◆ Activity
Repeat the lines below exactly as written, please, from the line with "and issues the" to the line with "use std::collections::BTreeSet;", both lines included, and no others.

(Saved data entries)

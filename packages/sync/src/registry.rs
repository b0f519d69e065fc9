//! # Channel Subscriptions
//!
//! Tracks which channels are subscribed server-side and issues the
//! subscribe/unsubscribe round trips.
//!
//! The active set is only mutated after the server acknowledged a request,
//! and the lock guarding it is never held across an `.await`, so requests
//! for different channels run concurrently.

use crate::config::SyncConfig;
use crate::credentials::CredentialSource;
use crate::error::SubscriptionError;
use async_trait::async_trait;
use serde_json::json;
use std::collections::BTreeSet;
use std::sync::{Arc, Mutex, MutexGuard};

/// Server side of the subscription protocol
#[async_trait]
pub trait SubscriptionTransport: Send + Sync {
    async fn subscribe(&self, channel: &str) -> Result<(), SubscriptionError>;
    async fn unsubscribe(&self, channel: &str) -> Result<(), SubscriptionError>;
}

/// `POST {"channel": ...}` to the configured endpoints
pub struct HttpSubscriptionTransport {
    http: reqwest::Client,
    subscribe_url: String,
    unsubscribe_url: String,
    credential: Arc<dyn CredentialSource>,
}

impl HttpSubscriptionTransport {
    pub fn new(
        config: &SyncConfig,
        credential: Arc<dyn CredentialSource>,
    ) -> Result<Self, reqwest::Error> {
        let http = reqwest::Client::builder()
            .timeout(config.request_timeout())
            .build()?;

        Ok(Self {
            http,
            subscribe_url: config.subscribe_url(),
            unsubscribe_url: config.unsubscribe_url(),
            credential,
        })
    }

    async fn post(&self, url: &str, channel: &str) -> Result<(), SubscriptionError> {
        let mut request = self.http.post(url).json(&json!({ "channel": channel }));
        if let Some(token) = self.credential.credential() {
            request = request.bearer_auth(token);
        }

        let response = request
            .send()
            .await
            .map_err(|e| SubscriptionError::Transport {
                channel: channel.to_string(),
                message: e.to_string(),
            })?;

        let status = response.status();
        if !status.is_success() {
            return Err(SubscriptionError::Rejected {
                channel: channel.to_string(),
                status: status.as_u16(),
            });
        }
        Ok(())
    }
}

#[async_trait]
impl SubscriptionTransport for HttpSubscriptionTransport {
    async fn subscribe(&self, channel: &str) -> Result<(), SubscriptionError> {
        self.post(&self.subscribe_url, channel).await
    }

    async fn unsubscribe(&self, channel: &str) -> Result<(), SubscriptionError> {
        self.post(&self.unsubscribe_url, channel).await
    }
}

#[derive(Debug, Clone, Copy, PartialEq, Eq)]
pub enum SubscriptionOutcome {
    Subscribed,
    /// Server re-confirmed a channel already in the set
    AlreadySubscribed,
    Unsubscribed,
    /// Server acknowledged, but the channel was not in the set
    NotSubscribed,
    /// Channel name was empty after trimming; nothing was sent
    Ignored,
    /// Registry was closed before the request completed; nothing recorded
    Stale,
}

#[derive(Debug, Default)]
struct Inner {
    active: BTreeSet<String>,
    closed: bool,
}

pub struct ChannelSubscriptionRegistry {
    transport: Arc<dyn SubscriptionTransport>,
    inner: Mutex<Inner>,
}

impl ChannelSubscriptionRegistry {
    pub fn new(transport: Arc<dyn SubscriptionTransport>) -> Self {
        Self {
            transport,
            inner: Mutex::new(Inner::default()),
        }
    }

    pub async fn subscribe(&self, channel: &str) -> Result<SubscriptionOutcome, SubscriptionError> {
        let channel = channel.trim();
        if channel.is_empty() {
            tracing::warn!("Ignoring subscribe with empty channel name");
            return Ok(SubscriptionOutcome::Ignored);
        }

        if self.lock().closed {
            return Ok(SubscriptionOutcome::Stale);
        }

        // Sent even for known channels so the server re-confirms interest
        self.transport.subscribe(channel).await?;

        let mut inner = self.lock();
        if inner.closed {
            tracing::debug!(channel, "Subscribe completed after close");
            return Ok(SubscriptionOutcome::Stale);
        }
        if !inner.active.insert(channel.to_string()) {
            tracing::debug!(channel, "Subscription re-confirmed");
            return Ok(SubscriptionOutcome::AlreadySubscribed);
        }

        tracing::info!(channel, "Subscribed");
        Ok(SubscriptionOutcome::Subscribed)
    }

    pub async fn unsubscribe(
        &self,
        channel: &str,
    ) -> Result<SubscriptionOutcome, SubscriptionError> {
        let channel = channel.trim();
        if channel.is_empty() {
            tracing::warn!("Ignoring unsubscribe with empty channel name");
            return Ok(SubscriptionOutcome::Ignored);
        }

        if self.lock().closed {
            return Ok(SubscriptionOutcome::Stale);
        }

        self.transport.unsubscribe(channel).await?;

        let mut inner = self.lock();
        if inner.closed {
            tracing::debug!(channel, "Unsubscribe completed after close");
            return Ok(SubscriptionOutcome::Stale);
        }
        if !inner.active.remove(channel) {
            return Ok(SubscriptionOutcome::NotSubscribed);
        }

        tracing::info!(channel, "Unsubscribed");
        Ok(SubscriptionOutcome::Unsubscribed)
    }

    pub fn is_subscribed(&self, channel: &str) -> bool {
        self.lock().active.contains(channel.trim())
    }

    /// Active channels, sorted
    pub fn channels(&self) -> Vec<String> {
        self.lock().active.iter().cloned().collect()
    }

    /// Forget every channel; in-flight requests finish as `Stale`
    pub fn close(&self) {
        let mut inner = self.lock();
        inner.closed = true;
        inner.active.clear();
    }

    pub fn is_closed(&self) -> bool {
        self.lock().closed
    }

    fn lock(&self) -> MutexGuard<'_, Inner> {
        match self.inner.lock() {
            Ok(inner) => inner,
            Err(poisoned) => poisoned.into_inner(),
        }
    }
}
//! # NodeDoc Editor
//!
//! Turns server-issued edit proposals into new document revisions.
//!
//! ## Architecture
//!
//! ```text
//! ┌─────────────────────────────────────────────┐
//! │ proposal: message metadata → EditProposal   │
//! └─────────────────────────────────────────────┘
//!                     ↓
//! ┌─────────────────────────────────────────────┐
//! │ apply: target → checks → block → schema     │
//! │        → citation integrity → policy        │
//! └─────────────────────────────────────────────┘
//!                     ↓
//! ┌─────────────────────────────────────────────┐
//! │ store: Arc<NodeDoc> revisions + rollback    │
//! └─────────────────────────────────────────────┘
//! ```
//!
//! ## Core Principles
//!
//! 1. **All or nothing**: a rejected proposal leaves the current revision untouched
//! 2. **Stable identity**: blocks are addressed by id; indexes resolve once
//! 3. **Server authority**: proposals come from the server and are never retried
//!
//! ## Usage
//!
//! ```rust,ignore
//! use nodedoc_editor::{ProposalProcessor, RevisionStore, ProcessOutcome};
//!
//! let mut store = RevisionStore::new();
//! store.load_json("doc-1", &source)?;
//!
//! let mut processor = ProposalProcessor::new();
//! match processor.process(&metadata, &mut store) {
//!     ProcessOutcome::Applied(revision) => render(&revision.document),
//!     ProcessOutcome::Rejected { error, .. } => eprintln!("{}", error),
//!     ProcessOutcome::NoProposal => {}
//! }
//! ```

mod apply;
mod errors;
mod history;
mod policy;
mod processor;
pub mod proposal;
mod store;

pub use apply::{apply, resolve_target, BlockLocator};
pub use errors::{ApplyError, EditorError, TargetRef};
pub use history::RevisionHistory;
pub use policy::enforce as enforce_citation_policy;
pub use processor::{ProcessOutcome, ProcessorStats, ProposalProcessor, ProposalState};
pub use proposal::{
    parse, parse_str, CitationPolicy, EditProposal, ProposalAction, RequestedKind,
};
pub use store::{Revision, RevisionStore};

// Re-export document types for convenience
pub use nodedoc_document::{Block, BlockId, BlockKind, Citation, CitationLoc, NodeDoc};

◆ Reply
//! Tracks which channels are subscribed server-side and issues the
//! subscribe/unsubscribe round trips.
//!
//! The active set is only mutated after the server acknowledged a request,
//! and the lock guarding it is never held across an `.await`, so requests
//! for different channels run concurrently.

use crate::config::SyncConfig;
use crate::credentials::CredentialSource;
use crate::error::SubscriptionError;
use async_trait::async_trait;
use serde_json::json;
use std::collections::BTreeSet;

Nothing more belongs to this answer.